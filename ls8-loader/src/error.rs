//! Loader errors

use std::path::PathBuf;
use thiserror::Error;

#[derive(Debug, Error)]
pub enum LoaderError {
    #[error("Program file not found: {}", .path.display())]
    NotFound { path: PathBuf },

    #[error("Invalid literal at line {line}: {token:?} (expected 8 binary digits)")]
    InvalidLiteral { line: usize, token: String },

    #[error("I/O error: {0}")]
    Io(#[from] std::io::Error),
}

pub type Result<T> = std::result::Result<T, LoaderError>;

impl LoaderError {
    /// Process exit status for this failure
    pub fn exit_code(&self) -> i32 {
        match self {
            LoaderError::InvalidLiteral { .. } => 65,
            LoaderError::NotFound { .. } => 66,
            LoaderError::Io(_) => 69,
        }
    }
}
#####
WORK TO COMPLETE
The answer must be a verbatim transcription of all the entries.

YOUR SOLUTION
filename ls8-loader/src/error.rs
//! Loader errors

use std::path::PathBuf;
use thiserror::Error;

#[derive(Debug, Error)]
pub enum LoaderError {
    #[error("Program file not found: {}", .path.display())]
    NotFound { path: PathBuf },

    #[error("Invalid literal at line {line}: {token:?} (expected 8 binary digits)")]
    InvalidLiteral { line: usize, token: String },

    #[error("I/O error: {0}")]
    Io(#[from] std::io::Error),
}

pub type Result<T> = std::result::Result<T, LoaderError>;

impl LoaderError {
    /// Process exit status for this failure
    pub fn exit_code(&self) -> i32 {
        match self {
            LoaderError::InvalidLiteral { .. } => 65,
            LoaderError::NotFound { .. } => 66,
            LoaderError::Io(_) => 69,
        }
    }
}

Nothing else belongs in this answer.